Pas facile de récupérer après avoir pris une balle dans la tête. Ainsi le commissaire Edwige Marion, qui n’a pourtant jamais été particulièrement bégueule, voit-elle ses pulsions sexuelles se transformer en véritables compulsions. Mais il y a plus encore : au réel, comme par flashs, viennent se superposer des visions, des hallucinations, souvent macabres, qui se révèlent étrangement prophétiques. Ce que le commissaire Marion, qui est plutôt d’une nature cartésienne, a bien du mal à accepter. Simples séquelles neurologiques ? Cela semble assez peu vraisemblable. Manière pour le cerveau lésé d’exprimer ce qu’il saisit de manière inconsciente, reformulation de perceptions subliminales, de souvenir enfouis, d’intuitions ? Rien de moins sûr, mais cela se pourrait. Et cette explication serait d’autant moins dérangeante que la commissaire a appris à ne jamais trop faire taire ses intuitions. Restent à gérer des pertes de mémoire, ou, au contraire, des souvenirs qui ne sont peut-être pas réels.

Edwige Marion vit à la Mouzaïa, vaste maison collective, en compagnie de plusieurs autres cognes, notamment Valentine et Abadie, à tel point aux petits soins pour la convalescente qu’ils gardent perpétuellement un œil sur elle et l’empêchent de sortir à des heures indues. Ce qui ne l’arrange pas forcément. Ce qui ne leur est pas facile non plus, dans la mesure où un rapt d’enfant les met particulièrement sur les dents. Un rapt au sujet duquel l’enquête piétine, encore et encore, et dont tout laisse à penser qu’elle n’aboutira jamais.

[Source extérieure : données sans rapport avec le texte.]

use log::{debug, info};
use std::fs::File;
use std::io::{self, BufWriter, Write};
use std::path::{Path, PathBuf};

use crate::annotation::AnnotationSource;
use crate::config::WriterConfig;
use crate::error::Result;
use crate::naming::ShardNameTemplate;
use crate::record::RecordBuilder;
use crate::schema::feature_description;
use crate::shard::{ShardSummary, ShardWriter};
use crate::types::{DatasetInputs, ProcessingStats};
use crate::utils::{create_output_directory, create_progress_bar, list_files, split_image_filename};
use crate::vocabulary::LabelVocabulary;

const PROGRESS_LOG_INTERVAL: usize = 250;
pub const SCHEMA_FILE_NAME: &str = "features.json";

/// Outcome of one conversion run
#[derive(Debug, Clone, PartialEq, Eq)]
pub struct RunSummary {
    pub stats: ProcessingStats,
    pub shards: Vec<ShardSummary>,
}

/// Main conversion pipeline: open the label source, list the images and write the shards
pub fn write_dataset(
    inputs: &DatasetInputs,
    output_dir: &Path,
    config: &WriterConfig,
    vocabulary: &LabelVocabulary,
) -> Result<RunSummary> {
    config.validate()?;
    info!(
        "Converting {} ({} labels) for fold {}{}",
        inputs.images_dir.display(),
        if inputs.consolidated {
            "consolidated"
        } else {
            "legacy"
        },
        config.fold,
        config.version
    );

    let source = AnnotationSource::open(inputs)?;
    let image_files = list_files(&inputs.images_dir)?;
    create_output_directory(output_dir)?;

    write_shards(&image_files, &source, output_dir, config, vocabulary)
}

/// Stream `image_files` in the given order into size-bounded shards.
///
/// Files not named `*.jpg`, images without an annotation and images rejected by
/// the scene filter are skipped and never count toward shard rotation.
pub fn write_shards(
    image_files: &[PathBuf],
    source: &AnnotationSource,
    output_dir: &Path,
    config: &WriterConfig,
    vocabulary: &LabelVocabulary,
) -> Result<RunSummary> {
    config.validate()?;
    if let Some(small_size) = config.small_size {
        info!(
            "Limiting the number of records written to {} records",
            small_size
        );
    }
    config.filter.log_configuration();

    let template = ShardNameTemplate::new(
        output_dir,
        config.fold,
        config.version,
        config.small_size,
        &config.filter,
    );
    let mut writer = ShardWriter::new(template, config.max_elements_per_file)?;
    let builder = RecordBuilder::new(vocabulary);
    let mut stats = ProcessingStats::new();

    let pb = create_progress_bar(image_files.len() as u64, config.fold.as_str());

    for image_path in image_files {
        stats.files_examined += 1;
        pb.inc(1);

        let filename = image_path.file_name().and_then(|name| name.to_str());
        let Some((image_id, format)) = filename.and_then(split_image_filename) else {
            info!(
                "Filename did not match *.jpg: {}. Skipping file.",
                image_path.display()
            );
            stats.skipped_unparseable_name += 1;
            continue;
        };

        let Some(annotation) = source.lookup(image_id)? else {
            stats.skipped_missing_annotation += 1;
            continue;
        };

        if !config.filter.accepts(annotation.attributes.as_ref()) {
            debug!("Scene filter rejected {}", image_id);
            stats.skipped_filtered += 1;
            continue;
        }

        let record = builder.build(image_id, image_path, format, Some(&annotation))?;
        writer.append(record.into_example())?;
        stats.records_written += 1;

        if stats.records_written % PROGRESS_LOG_INTERVAL == 0 {
            info!(
                "Processed file: {}/{} ({} records written)",
                stats.files_examined,
                image_files.len(),
                stats.records_written
            );
        }

        if config
            .small_size
            .is_some_and(|small_size| writer.written() >= small_size)
        {
            info!("Reached the limit of {} records", writer.written());
            break;
        }
    }

    pb.finish_with_message("Conversion complete");
    let shards = writer.finish()?;

    Ok(RunSummary { stats, shards })
}

/// Write the reading-shape descriptor next to the shards
pub fn write_schema_file(output_dir: &Path) -> Result<PathBuf> {
    let path = output_dir.join(SCHEMA_FILE_NAME);
    let mut file = BufWriter::new(File::create(&path)?);
    serde_json::to_writer_pretty(&mut file, &feature_description()).map_err(io::Error::from)?;
    file.write_all(b"\n")?;
    file.flush()?;
    Ok(path)
}
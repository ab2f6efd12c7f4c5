//! Per-image record assembly.

use std::fs;
use std::path::Path;
use tfrecord::{Example, Feature};

use crate::error::{ConvertError, Result};
use crate::schema;
use crate::types::ImageAnnotation;
use crate::vocabulary::LabelVocabulary;

/// The fixed-schema unit written for one image. All per-object vectors have one
/// entry per bounding box, at the same index.
#[derive(Debug, Clone, PartialEq)]
pub struct Record {
    pub image_id: String,
    pub source_id: String,
    pub height: i64,
    pub width: i64,
    pub encoded: Vec<u8>,
    pub format: String,
    pub filename: String,
    pub box_id: Vec<i64>,
    pub xmin: Vec<f32>,
    pub xmax: Vec<f32>,
    pub ymin: Vec<f32>,
    pub ymax: Vec<f32>,
    pub truncated: Vec<i64>,
    pub occluded: Vec<i64>,
    pub label_id: Vec<i64>,
    pub label_name: Vec<String>,
}

impl Record {
    pub fn shape(&self) -> [i64; 3] {
        [self.height, self.width, 3]
    }

    pub fn num_boxes(&self) -> usize {
        self.box_id.len()
    }

    /// Convert into the serializable example, consuming the record.
    pub fn into_example(self) -> Example {
        let shape = self.shape();
        let label_names: Vec<Vec<u8>> = self
            .label_name
            .into_iter()
            .map(String::into_bytes)
            .collect();

        vec![
            (schema::IMAGE_HEIGHT, Feature::from_i64_iter([self.height])),
            (schema::IMAGE_WIDTH, Feature::from_i64_iter([self.width])),
            (schema::IMAGE_SHAPE, Feature::from_i64_iter(shape)),
            (schema::BBOX_ID, Feature::from_i64_iter(self.box_id)),
            (schema::BBOX_XMIN, Feature::from_f32_iter(self.xmin)),
            (schema::BBOX_XMAX, Feature::from_f32_iter(self.xmax)),
            (schema::BBOX_YMIN, Feature::from_f32_iter(self.ymin)),
            (schema::BBOX_YMAX, Feature::from_f32_iter(self.ymax)),
            (schema::BBOX_TRUNCATED, Feature::from_i64_iter(self.truncated)),
            (schema::BBOX_OCCLUDED, Feature::from_i64_iter(self.occluded)),
            (
                schema::CLASS_LABEL_ID,
                Feature::from_i64_iter(self.label_id.iter().copied()),
            ),
            (schema::CLASS_LABEL, Feature::from_i64_iter(self.label_id)),
            (schema::CLASS_LABEL_NAME, Feature::from_bytes_iter(label_names)),
            (schema::IMAGE_ENCODED, Feature::from_bytes_iter([self.encoded])),
            (
                schema::IMAGE_FORMAT,
                Feature::from_bytes_iter([self.format.into_bytes()]),
            ),
            (
                schema::IMAGE_ID,
                Feature::from_bytes_iter([self.image_id.into_bytes()]),
            ),
            (
                schema::IMAGE_SOURCE_ID,
                Feature::from_bytes_iter([self.source_id.into_bytes()]),
            ),
            (
                schema::IMAGE_FILENAME,
                Feature::from_bytes_iter([self.filename.into_bytes()]),
            ),
        ]
        .into_iter()
        .map(|(key, feature)| (key.to_string(), feature))
        .collect()
    }
}

/// Builds records against an injected label vocabulary.
#[derive(Debug, Clone, Copy)]
pub struct RecordBuilder<'a> {
    vocabulary: &'a LabelVocabulary,
}

impl<'a> RecordBuilder<'a> {
    pub fn new(vocabulary: &'a LabelVocabulary) -> Self {
        Self { vocabulary }
    }

    pub fn vocabulary(&self) -> &LabelVocabulary {
        self.vocabulary
    }

    /// Build the record of one image. The image header is decoded for its
    /// dimensions and the file is read in full. Without an annotation every
    /// per-object vector is empty.
    pub fn build(
        &self,
        image_id: &str,
        image_path: &Path,
        format: &str,
        annotation: Option<&ImageAnnotation>,
    ) -> Result<Record> {
        let boxes = annotation.map(|a| a.boxes.as_slice()).unwrap_or_default();

        // resolve labels before touching the image
        let label_id = boxes
            .iter()
            .map(|bbox| self.vocabulary.resolve(&bbox.category))
            .collect::<Result<Vec<_>>>()?;

        let size = imagesize::size(image_path).map_err(|source| ConvertError::ImageSize {
            path: image_path.to_path_buf(),
            source,
        })?;
        let encoded = fs::read(image_path).map_err(|source| ConvertError::ImageRead {
            path: image_path.to_path_buf(),
            source,
        })?;

        let filename = image_path
            .file_name()
            .map(|name| name.to_string_lossy().into_owned())
            .unwrap_or_default();

        Ok(Record {
            image_id: image_id.to_string(),
            source_id: image_id.to_string(),
            height: size.height as i64,
            width: size.width as i64,
            encoded,
            format: format.to_string(),
            filename,
            box_id: boxes.iter().map(|b| b.id).collect(),
            xmin: boxes.iter().map(|b| b.xmin).collect(),
            xmax: boxes.iter().map(|b| b.xmax).collect(),
            ymin: boxes.iter().map(|b| b.ymin).collect(),
            ymax: boxes.iter().map(|b| b.ymax).collect(),
            truncated: boxes.iter().map(|b| b.truncated as i64).collect(),
            occluded: boxes.iter().map(|b| b.occluded as i64).collect(),
            label_id,
            label_name: boxes.iter().map(|b| b.category.clone()).collect(),
        })
    }
}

Mais ce serait sans prendre en compte l’obstination et la pugnacité d’Edwige Marion, que l’on a contrainte à l’immobilité et au repos en lui faisant lire, au fond d’un bureau, les dossiers de vieilles enquêtes inabouties. Ces « Old cases », ou même « Cold cases », plus personne n’y croit : à l’évidence, Marion n’y trouvera rien de plus. Mais il faut se méfier des évidences et bientôt, dans l’un de ces dossiers, notre commissaire trouvera un fil très mince, qu’elle tirera à sa manière, et qui la mènera à un lien avec un autre dossier refroidi, puis, de fil en aiguille, avec l’affaire en cours. Rien, on s’en doute, ne sera simple, et ceci d’autant plus qu’il s’en trouve pour douter de sa raison. Il lui faudra –entre autres– aller voir, emprisonné à Bruxelles, un faux psychologue, mais véritable psychopathe et assez bon profiler (on retombe sur une figure classique, mais on échappe à la redite dans la mesure où le personnage en question est également témoin d’un détail de première importance), comparer ses données avec celles de la police espagnole, retourner enquêter à Lyon en compagnie d’autres collègues et, ici et là, retrouver d’anciens témoins, d’anciennes connaissances, mais aussi ses propres démons.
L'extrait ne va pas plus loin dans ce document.